## Problem requirements:
Work out how many lines in the following entries contain the string "cppy", and write only that number.

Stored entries
>>>>>
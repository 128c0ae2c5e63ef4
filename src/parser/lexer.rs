//! Lexer (tokenizer) for cppy source code
//!
//! Converts raw source text into a lazy [`Token`] stream. Each [`Lexer`] is a
//! single forward traversal; the token dump and the parser each build their
//! own lexer over the same text so neither consumes the other's tokens.
//!
//! Lexing never fails outright. An unrecognized character is recorded as a
//! [`LexError`], skipped, and scanning resumes on the next character.

use super::ast::SourceLocation;
use std::fmt;
use thiserror::Error;
use tracing::debug;

/// Token categories with their lexical values.
#[derive(Debug, Clone, PartialEq)]
pub enum TokenKind {
    // Literals
    /// Decimal digits with leading zeros stripped; any length is valid
    IntLiteral(String),
    FloatLiteral(f64),
    StringLiteral(String),

    // Identifiers
    Ident(String),

    // Control keywords
    If,
    Elif,
    Else,
    While,
    Print,
    Read,

    // Logical keywords
    And,
    Or,
    Not,

    // Type keywords
    TypeInt,
    TypeFloat,
    TypeString,
    TypeChar,
    TypeBool,

    // Boolean literals
    True,
    False,

    // Arithmetic
    Plus,  // +
    Minus, // -
    Star,  // *
    Slash, // /
    Caret, // ^

    Assign, // =

    // Comparison
    EqEq,  // ==
    NotEq, // !=
    Lt,    // <
    Le,    // <=
    Gt,    // >
    Ge,    // >=

    // Punctuation
    LParen,    // (
    RParen,    // )
    LBrace,    // {
    RBrace,    // }
    Semicolon, // ;
    Comma,     // ,

    // End of input
    Eof,
}

impl TokenKind {
    /// Map a word to its reserved token, if it is one.
    pub fn keyword(word: &str) -> Option<TokenKind> {
        let kind = match word {
            "if" => TokenKind::If,
            "elif" => TokenKind::Elif,
            "else" => TokenKind::Else,
            "while" => TokenKind::While,
            "print" => TokenKind::Print,
            "read" => TokenKind::Read,
            "and" => TokenKind::And,
            "or" => TokenKind::Or,
            "not" => TokenKind::Not,
            "int" => TokenKind::TypeInt,
            "float" => TokenKind::TypeFloat,
            "string" => TokenKind::TypeString,
            "char" => TokenKind::TypeChar,
            "bool" => TokenKind::TypeBool,
            "true" => TokenKind::True,
            "false" => TokenKind::False,
            _ => return None,
        };
        Some(kind)
    }
}

/// Literal value text: what the token dump prints and what syntax errors quote.
impl fmt::Display for TokenKind {
    fn fmt(&self, f: &mut fmt::Formatter<'_>) -> fmt::Result {
        match self {
            TokenKind::IntLiteral(n) => write!(f, "{}", n),
            TokenKind::FloatLiteral(x) => write!(f, "{:?}", x),
            TokenKind::StringLiteral(s) => write!(f, "{}", s),
            TokenKind::Ident(s) => write!(f, "{}", s),
            TokenKind::If => write!(f, "if"),
            TokenKind::Elif => write!(f, "elif"),
            TokenKind::Else => write!(f, "else"),
            TokenKind::While => write!(f, "while"),
            TokenKind::Print => write!(f, "print"),
            TokenKind::Read => write!(f, "read"),
            TokenKind::And => write!(f, "and"),
            TokenKind::Or => write!(f, "or"),
            TokenKind::Not => write!(f, "not"),
            TokenKind::TypeInt => write!(f, "int"),
            TokenKind::TypeFloat => write!(f, "float"),
            TokenKind::TypeString => write!(f, "string"),
            TokenKind::TypeChar => write!(f, "char"),
            TokenKind::TypeBool => write!(f, "bool"),
            TokenKind::True => write!(f, "true"),
            TokenKind::False => write!(f, "false"),
            TokenKind::Plus => write!(f, "+"),
            TokenKind::Minus => write!(f, "-"),
            TokenKind::Star => write!(f, "*"),
            TokenKind::Slash => write!(f, "/"),
            TokenKind::Caret => write!(f, "^"),
            TokenKind::Assign => write!(f, "="),
            TokenKind::EqEq => write!(f, "=="),
            TokenKind::NotEq => write!(f, "!="),
            TokenKind::Lt => write!(f, "<"),
            TokenKind::Le => write!(f, "<="),
            TokenKind::Gt => write!(f, ">"),
            TokenKind::Ge => write!(f, ">="),
            TokenKind::LParen => write!(f, "("),
            TokenKind::RParen => write!(f, ")"),
            TokenKind::LBrace => write!(f, "{{"),
            TokenKind::RBrace => write!(f, "}}"),
            TokenKind::Semicolon => write!(f, ";"),
            TokenKind::Comma => write!(f, ","),
            TokenKind::Eof => write!(f, "end of input"),
        }
    }
}

/// A classified lexeme plus where it starts.
#[derive(Debug, Clone, PartialEq)]
pub struct Token {
    pub kind: TokenKind,
    pub location: SourceLocation,
}

impl Token {
    pub fn new(kind: TokenKind, location: SourceLocation) -> Self {
        Self { kind, location }
    }

    pub fn line(&self) -> usize {
        self.location.line
    }
}

/// Lexical diagnostics. None of these stop the lexer.
#[derive(Debug, Clone, PartialEq, Error)]
pub enum LexError {
    #[error("Illegal character '{ch}' on line {}", .location.line)]
    IllegalCharacter { ch: char, location: SourceLocation },
}

/// Lexer for cppy source code
pub struct Lexer {
    input: Vec<char>,
    position: usize,
    line: usize,
    column: usize,
    diagnostics: Vec<LexError>,
}

impl Lexer {
    /// Create a new lexer for the given source string.
    pub fn new(input: &str) -> Self {
        Self {
            input: input.chars().collect(),
            position: 0,
            line: 1,
            column: 1,
            diagnostics: Vec::new(),
        }
    }

    /// Drain the remaining input into a vector terminated by [`TokenKind::Eof`].
    pub fn tokenize(&mut self) -> Vec<Token> {
        let mut tokens: Vec<Token> = self.by_ref().collect();
        tokens.push(Token::new(TokenKind::Eof, self.current_location()));
        tokens
    }

    /// Lexical errors seen so far, in source order.
    pub fn diagnostics(&self) -> &[LexError] {
        &self.diagnostics
    }

    pub fn into_diagnostics(self) -> Vec<LexError> {
        self.diagnostics
    }

    fn report(&mut self, error: LexError) {
        debug!(%error, "lexical error");
        self.diagnostics.push(error);
    }

    /// Scan one token starting at the current character.
    ///
    /// `None` means input was consumed without producing a token and a
    /// diagnostic has been recorded.
    fn next_token(&mut self) -> Option<Token> {
        let loc = self.current_location();
        let ch = self.advance()?;

        let kind = match ch {
            '"' => return self.string_literal(loc),

            '0'..='9' => return self.number_literal(ch, loc),

            'a'..='z' | 'A'..='Z' | '_' => self.identifier_or_keyword(ch),

            '+' => TokenKind::Plus,
            '-' => TokenKind::Minus,
            '*' => TokenKind::Star,
            '/' => TokenKind::Slash,
            '^' => TokenKind::Caret,
            '=' => {
                if self.match_char('=') {
                    TokenKind::EqEq
                } else {
                    TokenKind::Assign
                }
            }
            '!' => {
                if self.match_char('=') {
                    TokenKind::NotEq
                } else {
                    return self.illegal(ch, loc);
                }
            }
            '<' => {
                if self.match_char('=') {
                    TokenKind::Le
                } else {
                    TokenKind::Lt
                }
            }
            '>' => {
                if self.match_char('=') {
                    TokenKind::Ge
                } else {
                    TokenKind::Gt
                }
            }
            '(' => TokenKind::LParen,
            ')' => TokenKind::RParen,
            '{' => TokenKind::LBrace,
            '}' => TokenKind::RBrace,
            ';' => TokenKind::Semicolon,
            ',' => TokenKind::Comma,

            _ => return self.illegal(ch, loc),
        };

        Some(Token::new(kind, loc))
    }

    fn illegal(&mut self, ch: char, location: SourceLocation) -> Option<Token> {
        self.report(LexError::IllegalCharacter { ch, location });
        None
    }

    /// Parse string literal. The value keeps escape sequences as written.
    ///
    /// An unterminated literal rewinds to just after the opening quote and
    /// reports the quote itself as the illegal character.
    fn string_literal(&mut self, loc: SourceLocation) -> Option<Token> {
        let start = (self.position, self.line, self.column);
        let mut string = String::new();

        while let Some(ch) = self.peek() {
            match ch {
                '"' => {
                    self.advance();
                    return Some(Token::new(TokenKind::StringLiteral(string), loc));
                }
                '\n' => break,
                '\\' => match self.peek_ahead(1) {
                    Some(escaped) if escaped != '\n' => {
                        string.push(ch);
                        string.push(escaped);
                        self.advance();
                        self.advance();
                    }
                    _ => break,
                },
                _ => {
                    string.push(ch);
                    self.advance();
                }
            }
        }

        (self.position, self.line, self.column) = start;
        self.illegal('"', loc)
    }

    /// Parse numeric literal: `digits.digits` is a float, `digits` an integer
    fn number_literal(&mut self, first_digit: char, loc: SourceLocation) -> Option<Token> {
        let mut num_str = String::new();
        num_str.push(first_digit);
        self.take_digits(&mut num_str);

        let is_float = self.peek() == Some('.')
            && self.peek_ahead(1).is_some_and(|c| c.is_ascii_digit());

        if is_float {
            self.advance();
            num_str.push('.');
            self.take_digits(&mut num_str);
            // digits.digits always parses as f64
            let value = num_str.parse::<f64>().unwrap_or(f64::INFINITY);
            return Some(Token::new(TokenKind::FloatLiteral(value), loc));
        }

        Some(Token::new(TokenKind::IntLiteral(strip_leading_zeros(num_str)), loc))
    }

    fn take_digits(&mut self, buf: &mut String) {
        while let Some(ch) = self.peek() {
            if ch.is_ascii_digit() {
                buf.push(ch);
                self.advance();
            } else {
                break;
            }
        }
    }

    /// Parse identifier or keyword
    fn identifier_or_keyword(&mut self, first_char: char) -> TokenKind {
        let mut ident = String::new();
        ident.push(first_char);

        while let Some(ch) = self.peek() {
            if ch.is_ascii_alphanumeric() || ch == '_' {
                ident.push(ch);
                self.advance();
            } else {
                break;
            }
        }

        TokenKind::keyword(&ident).unwrap_or(TokenKind::Ident(ident))
    }

    /// Skip whitespace and `//` comments
    fn skip_whitespace_and_comments(&mut self) {
        loop {
            match self.peek() {
                Some(' ') | Some('\t') | Some('\r') | Some('\n') => {
                    self.advance();
                }
                Some('/') if self.peek_ahead(1) == Some('/') => {
                    self.skip_line_comment();
                }
                _ => break,
            }
        }
    }

    /// Skip to the end of the line, leaving the newline for the line counter
    fn skip_line_comment(&mut self) {
        while let Some(ch) = self.peek() {
            if ch == '\n' {
                break;
            }
            self.advance();
        }
    }

    fn match_char(&mut self, expected: char) -> bool {
        if self.peek() == Some(expected) {
            self.advance();
            true
        } else {
            false
        }
    }

    /// Peek at current character without consuming
    fn peek(&self) -> Option<char> {
        self.input.get(self.position).copied()
    }

    /// Peek ahead n characters
    fn peek_ahead(&self, n: usize) -> Option<char> {
        self.input.get(self.position + n).copied()
    }

    /// Advance to next character
    fn advance(&mut self) -> Option<char> {
        let ch = *self.input.get(self.position)?;
        self.position += 1;

        if ch == '\n' {
            self.line += 1;
            self.column = 1;
        } else {
            self.column += 1;
        }

        Some(ch)
    }

    /// Check if at end of input
    fn is_at_end(&self) -> bool {
        self.position >= self.input.len()
    }

    /// Get current source location
    fn current_location(&self) -> SourceLocation {
        SourceLocation::new(self.line, self.column)
    }
}

/// `007` is not a valid Python integer literal, `7` is.
fn strip_leading_zeros(digits: String) -> String {
    let significant = digits.trim_start_matches('0');
    if significant.is_empty() {
        "0".to_string()
    } else if significant.len() == digits.len() {
        digits
    } else {
        significant.to_string()
    }
}

impl Iterator for Lexer {
    type Item = Token;

    fn next(&mut self) -> Option<Token> {
        loop {
            self.skip_whitespace_and_comments();
            if self.is_at_end() {
                return None;
            }
            if let Some(token) = self.next_token() {
                return Some(token);
            }
        }
    }
}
<<<<<
## Completed exercise:
2